Paraduodenal hernia is a rare form of congenital internal hernia and can lead to small bowel obstruction. This case report describes the case of a young boy who was admitted with acute exacerbation of chronic abdominal pain.
A previously healthy teenage boy had been suffering from abdominal pain for over a year. The pain was cramp-like in nature, in the centre of the abdomen, and lasted for several minutes a few times a week. The pain often subsided when the patient lay down flat. Following investigation by a paediatrician nine months previously, he was referred to the Department of Surgery for a small ventral hernia which was suspected to be the cause of the symptoms. He underwent surgery with direct closure of the fascia (using the Mayo technique), but this did not improve his symptoms.

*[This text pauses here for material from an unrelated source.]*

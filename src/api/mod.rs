// API module

pub mod client;

pub use client::{AggregateResponse, AuthResponse, ConnectionCheck, HubApi, StatusResponse};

Six months post-surgery, the boy was admitted to the Emergency Department following acute onset of abdominal pain lasting several hours. He recognised the pain from before, but reported that it had increased in severity and did not resolve as it used to. The pain was accompanied by nausea, and the boy had not had a bowel movement or passed wind since the pain started. He did not report any respiratory or urinary tract symptoms. In the Emergency Department, his abdomen was hard and generally tender to palpation with rebound tenderness. Bowel sounds were sparse on auscultation. Vital signs were unremarkable. Blood tests found leucocytes 17 × 109/L (reference range 3.5–10.0 × 109), while other blood test results were normal, including haematological tests, renal and liver function tests.
Pain relief treatment was initiated with 1 g paracetamol and 100 mg tramadol tablets. The patient was referred for abdominal ultrasound, which revealed a dilated small bowel. The patient was administered 2.5 mg intravenous morphine due to increasing pain. It was decided to refer the patient for abdominal CT with intravenous contrast due to suspected acute abdomen and pain that did not subside with analgesia.
The CT scan revealed a dilated small bowel with sudden calibre change in the central and left region of the abdomen, localised misty mesentery towards the dilated small bowel and faecalised small bowel content. Bowel ischaemia was not suspected, and no intra-abdominal free air or fluid was seen. The overall radiological evaluation raised suspicion of adhesive small bowel obstruction, which was not entirely consistent with the patient's age and absence of previous abdominal surgery.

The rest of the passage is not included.